QRULES Command

Reference Guide › Command Reference › QRULES Command

QRULES Command

Use the QRULES command to query the CA VM:Secure rules database for user authorizations.

The syntax and function are identical to the CAN command. The differences in output are as follows:

The QRULES command output displays the relevant rule(s) governing the action, whereas the CAN command responds by return code.
For query of rules that do not involve an ACIGROUP, the meaning of the output of the QRULES and CAN commands are identical. For query of rules that involve an ACIGROUP, the meaning of the QRULES and CAN commands may not be identical. The QRULES command defaults to the default ACIGROUP in the directory. The CAN command uses the current group setting if the user ID is logged on. If the user ID is not logged on, then the CAN command uses the default ACIGROUP.

Description

The QRULES command lets you determine whether a user ID is authorized to perform a specific action using CP, CA VM:Schedule, and CA VM:Tape commands.
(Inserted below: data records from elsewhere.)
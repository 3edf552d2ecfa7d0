/// Returns `$err` when `$level` is at or above the configured fail level,
/// otherwise logs it at `$level` and carries on.
#[macro_export]
macro_rules! log_or_err {
    ($state:expr, $level:expr, $err:expr $(,)?) => {{
        let err = $err;
        if $level <= $state.fail_level {
            return Err(err.into());
        } else {
            match $level {
                ::log::Level::Error => ::log::error!("{}", err),
                ::log::Level::Warn => ::log::warn!("{}", err),
                ::log::Level::Info => ::log::info!("{}", err),
                ::log::Level::Debug => ::log::debug!("{}", err),
                ::log::Level::Trace => ::log::trace!("{}", err),
            }
        }
    }};
}

#[derive(thiserror::Error, Debug)]
pub enum BitstreamError {
    #[error("{op}({requested}): out of bounds bits at {position}, {available} available")]
    OutOfRange {
        op: &'static str,
        requested: u64,
        available: u64,
        position: u64,
    },

    #[error("Field width must be between 1 and 32 bits, got {0}")]
    InvalidWidth(u32),

    #[error("Value {value:#X} does not fit in {bits} bits")]
    ValueTooWide { value: u32, bits: u32 },

    #[error(transparent)]
    Io(#[from] std::io::Error),
}

#[derive(thiserror::Error, Debug)]
pub enum HeaderError {
    #[error("Bad sync word: read {0:#06X}, expected 0x0B77")]
    Sync(u16),

    #[error("Reserved value in {field}: {value}")]
    ReservedValue { field: &'static str, value: u32 },

    #[error("Unsupported legacy format: decoder id {0}")]
    UnsupportedLegacy(u8),

    #[error("Unsupported feature: {0}")]
    Unsupported(String),

    #[error("Corrupted channel mapping: {produced} targets for {slots} channel slots")]
    Corruption { produced: usize, slots: usize },

    #[error("Frame of {0} bytes is shorter than its header")]
    FrameTooShort(usize),
}

#[derive(thiserror::Error, Debug)]
pub enum ExtractError {
    #[error("Insufficient buffer data for frame extraction")]
    InsufficientData,

    #[error("CRC check failed for frame of {0} bytes")]
    CrcMismatch(usize),

    #[error("Invalid frame size code at sync")]
    InvalidFrameSize,
}

#[derive(thiserror::Error, Debug)]
pub enum OamdError {
    #[error("Unsupported OAMD version {0}")]
    UnsupportedVersion(u8),

    #[error("Reserved sample_offset_code")]
    ReservedSampleOffset,

    #[error("Reserved intermediate spatial format index {0}")]
    ReservedIsfIndex(u8),
}

#[derive(thiserror::Error, Debug)]
pub enum RenderError {
    #[error("Decoder produced {produced} channels, renderer expects {expected}")]
    ChannelMismatch { produced: usize, expected: usize },

    #[error("Object metadata describes {objects} objects, stream carries {channels} channels")]
    ObjectMismatch { objects: usize, channels: usize },

    #[error("Speaker layout has no channels")]
    EmptyLayout,

    #[error("Unknown layout preset {0:?}")]
    UnknownPreset(String),
}
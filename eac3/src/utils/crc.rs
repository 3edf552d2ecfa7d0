//! CRC-16 used by the frame check words.
//!
//! Both the legacy and the enhanced framings protect everything after the
//! sync word with the same polynomial, so a frame is intact when the CRC over
//! `frame[2..]` (check words included) comes out as zero.

/// CRC polynomial and initial register value.
pub struct Algorithm<T> {
    poly: T,
    init: T,
}

/// x^16 + x^15 + x^2 + 1, MSB first.
pub const CRC_FRAME_ALG: Algorithm<u16> = Algorithm {
    poly: 0x8005,
    init: 0x0000,
};

/// Shifts `len` zero bits through a CRC-16 register holding `value` in its top byte.
#[inline(always)]
pub const fn crc16(poly: u16, mut value: u16, len: usize) -> u16 {
    value <<= 8;

    let mut i = 0;
    while i < len {
        value = (value << 1) ^ (((value >> 15) & 1) * poly);
        i += 1;
    }

    value
}

#[inline(always)]
const fn crc16_table(poly: u16) -> [u16; 256] {
    let mut table = [0u16; 256];
    let mut i = 0;
    while i < table.len() {
        table[i] = crc16(poly, i as u16, 8);
        i += 1;
    }

    table
}

#[derive(Debug)]
pub struct Crc16 {
    pub poly: u16,
    pub init: u16,
    table: [u16; 256],
}

impl Crc16 {
    pub const fn new(algorithm: &Algorithm<u16>) -> Self {
        Self {
            poly: algorithm.poly,
            init: algorithm.init,
            table: crc16_table(algorithm.poly),
        }
    }

    #[inline(always)]
    pub const fn update(&self, mut crc: u16, bytes: &[u8]) -> u16 {
        let mut i = 0;

        while i < bytes.len() {
            crc = (crc << 8) ^ self.table[((crc >> 8) as u8 ^ bytes[i]) as usize];
            i += 1;
        }

        crc
    }

    /// CRC over a whole frame, sync word excluded. Zero for an intact frame.
    pub const fn frame_residue(&self, frame: &[u8]) -> u16 {
        if frame.len() < 2 {
            return self.init;
        }

        let (_, body) = frame.split_at(2);
        self.update(self.init, body)
    }
}

impl Default for Crc16 {
    fn default() -> Self {
        Self::new(&CRC_FRAME_ALG)
    }
}
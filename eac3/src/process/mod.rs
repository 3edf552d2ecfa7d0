/// Frame extraction from audio bitstreams.
///
/// Provides the [`Extractor`](extract::Extractor) for finding sync words and
/// cutting individual [`Frame`](extract::Frame) objects out of continuous
/// bitstream data.
pub mod extract;

/// Frame header parsing.
///
/// Provides the [`Parser`](parse::Parser) for turning raw frames into
/// [`FrameHeader`](crate::structs::header::FrameHeader) values plus a bit
/// cursor over the rest of the frame.
pub mod parse;
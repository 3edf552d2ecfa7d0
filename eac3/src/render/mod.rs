//! Source rendering.
//!
//! Renderers turn a decoded stream into a set of positioned mono
//! [`AudioObject`]s once per block; the [`listener::Listener`] mixes every
//! attached renderer onto the output layout.

pub mod channel;
pub mod listener;
pub mod movement;
pub mod object;
pub mod source;
pub mod vector;

use anyhow::Result;

use crate::render::vector::Vec3;
use crate::structs::channel::ReferenceChannel;

/// A positioned mono source, refreshed by its renderer every block.
#[derive(Debug, Clone, PartialEq)]
pub struct AudioObject {
    /// Room position, the environment size scaled cube coordinates.
    pub position: Vec3,
    pub lfe: bool,
    /// Spread in `0..=1`.
    pub size: f32,
    pub gain: f32,
    /// Samples of the last rendered block.
    pub samples: Vec<f32>,
}

impl Default for AudioObject {
    fn default() -> Self {
        Self {
            position: Vec3::ZERO,
            lfe: false,
            size: 0.0,
            gain: 1.0,
            samples: Vec::new(),
        }
    }
}

pub trait Renderer {
    /// Channels decoded from the source stream.
    fn channel_count(&self) -> usize;

    fn channels(&self) -> &[ReferenceChannel];

    fn objects(&self) -> &[AudioObject];

    /// Renders the next `samples` samples into every object's buffer and
    /// refreshes object positions.
    fn update(&mut self, samples: usize) -> Result<()>;
}

/// Splits an interleaved block into per-object sample buffers.
pub(crate) fn deinterleave(input: &[f32], samples: usize, objects: &mut [AudioObject]) {
    let count = objects.len();
    for (n, object) in objects.iter_mut().enumerate() {
        object.samples.clear();
        object
            .samples
            .extend(input.iter().skip(n).step_by(count).take(samples));
    }
}
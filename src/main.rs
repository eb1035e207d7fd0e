use std::process::ExitCode;
use std::sync::Arc;

use teloxide::prelude::*;
use tracing::{error, info};
use tracing_subscriber::prelude::*;

use reminderbot::alert_log::AlertLayer;
use reminderbot::config::Config;
use reminderbot::reminders::{Clock, Database, ReminderService, Scheduler, TelegramClient};

#[tokio::main]
async fn main() -> ExitCode {
    let config_path = std::env::args()
        .nth(1)
        .unwrap_or_else(|| "reminderbot.json".to_string());
    let config = match Config::load(&config_path) {
        Ok(c) => c,
        Err(e) => {
            eprintln!("{e}");
            return ExitCode::FAILURE;
        }
    };

    let bot = Bot::new(&config.telegram_bot_token);

    // Setup logging
    let log_dir = config.log_dir();
    std::fs::create_dir_all(&log_dir).ok();
    let log_file = match std::fs::OpenOptions::new()
        .create(true)
        .append(true)
        .open(log_dir.join("reminderbot.log"))
    {
        Ok(f) => f,
        Err(e) => {
            eprintln!("Failed to open log file in {}: {e}", log_dir.display());
            return ExitCode::FAILURE;
        }
    };
    let (non_blocking, _guard) = tracing_appender::non_blocking(log_file);

    let registry = tracing_subscriber::registry()
        .with(
            tracing_subscriber::fmt::layer()
                .with_writer(std::io::stdout)
                .with_filter(
                    tracing_subscriber::EnvFilter::from_default_env()
                        .add_directive(tracing::Level::INFO.into()),
                ),
        )
        .with(
            tracing_subscriber::fmt::layer()
                .with_writer(non_blocking)
                .with_ansi(false)
                .with_filter(
                    tracing_subscriber::EnvFilter::from_default_env()
                        .add_directive(tracing::Level::INFO.into()),
                ),
        );

    if let Some(log_chat_id) = config.log_chat_id {
        registry.with(AlertLayer::new(bot.clone(), log_chat_id)).init();
    } else {
        registry.init();
    }

    info!("🚀 Starting reminderbot...");
    info!("Loaded config from {config_path}");
    info!("Timezone: {}", config.timezone);

    let database = match Database::open(&config.database_path()) {
        Ok(db) => Arc::new(db),
        Err(e) => {
            error!("{e}");
            return ExitCode::FAILURE;
        }
    };

    let clock = Clock::new(config.timezone);
    let telegram = Arc::new(TelegramClient::new(bot.clone()));
    let service = Arc::new(ReminderService::new(database.clone(), telegram.clone(), clock));
    let scheduler = Scheduler::new(database, telegram, clock)
        .with_catch_up(config.catch_up_missed)
        .start();

    let handler = dptree::entry().branch(Update::filter_message().endpoint(handle_message));

    Dispatcher::builder(bot, handler)
        .dependencies(dptree::deps![service])
        .enable_ctrlc_handler()
        .build()
        .dispatch()
        .await;

    scheduler.shutdown().await;
    info!("Bye");
    ExitCode::SUCCESS
}

async fn handle_message(msg: Message, service: Arc<ReminderService>) -> ResponseResult<()> {
    let text = msg.text();
    let preview: String = text.unwrap_or("<no text>").chars().take(100).collect();
    info!("📨 Update in chat {}: \"{preview}\"", msg.chat.id);

    service.handle_message(msg.chat.id.0, text).await;
    Ok(())
}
It responds with the rule that governs the specified action.

Examples

To determine whether user ID GEORGE can autolog user ID MARTHA, enter:
```
vmsecure qrules george autolog martha
```
The response indicates that the governing rule is the NORULE default rule:
```
ACCEPTED VIA NORULE DEFAULT
```
To determine whether user ID JAMES can transfer files to user ID DOLLEY, enter:
```
vmsecure qrules james transfer dolley
```
The response indicates that DOLLEY’s user rule for SPOOL commands accepts all SPOOL and TRANSFER commands:
```
ACCEPTED VIA USER RULE: ACCEPT * SPOOL
```
To determine whether user ID SYSOPER can link to the TEKDBASE 191 minidisk when SYSOPER is a member of default security group OPERATNS, enter:
```
vmsecure qrules sysoper link tekdbase 191
```
The response indicates that SYSOPER cannot perform the link based on a group level rule:
```
REJECTED VIA GROUP RULE: REJECT OPERATNS LINK (GROUP HISTORY
```
To determine whether user ID SYSOPER can link to the TEKDBASE 191 minidisk if SYSOPER were a member of security group SUPPORT, enter:
```
vmsecure qrules sysoper link tekdbase 191 (group support
```
The response indicates that if SYSOPER were a member of the security group SUPPORT, SYSOPER can perform the link successfully:
```
ACCEPTED VIA NORULE DEFAULT
```

Note: For command syntax and parameter descriptions of the CAN and QRULES commands, see the CAN Command. To use the QRULES command, substitute the word QRULES for the word CAN wherever it occurs in the text.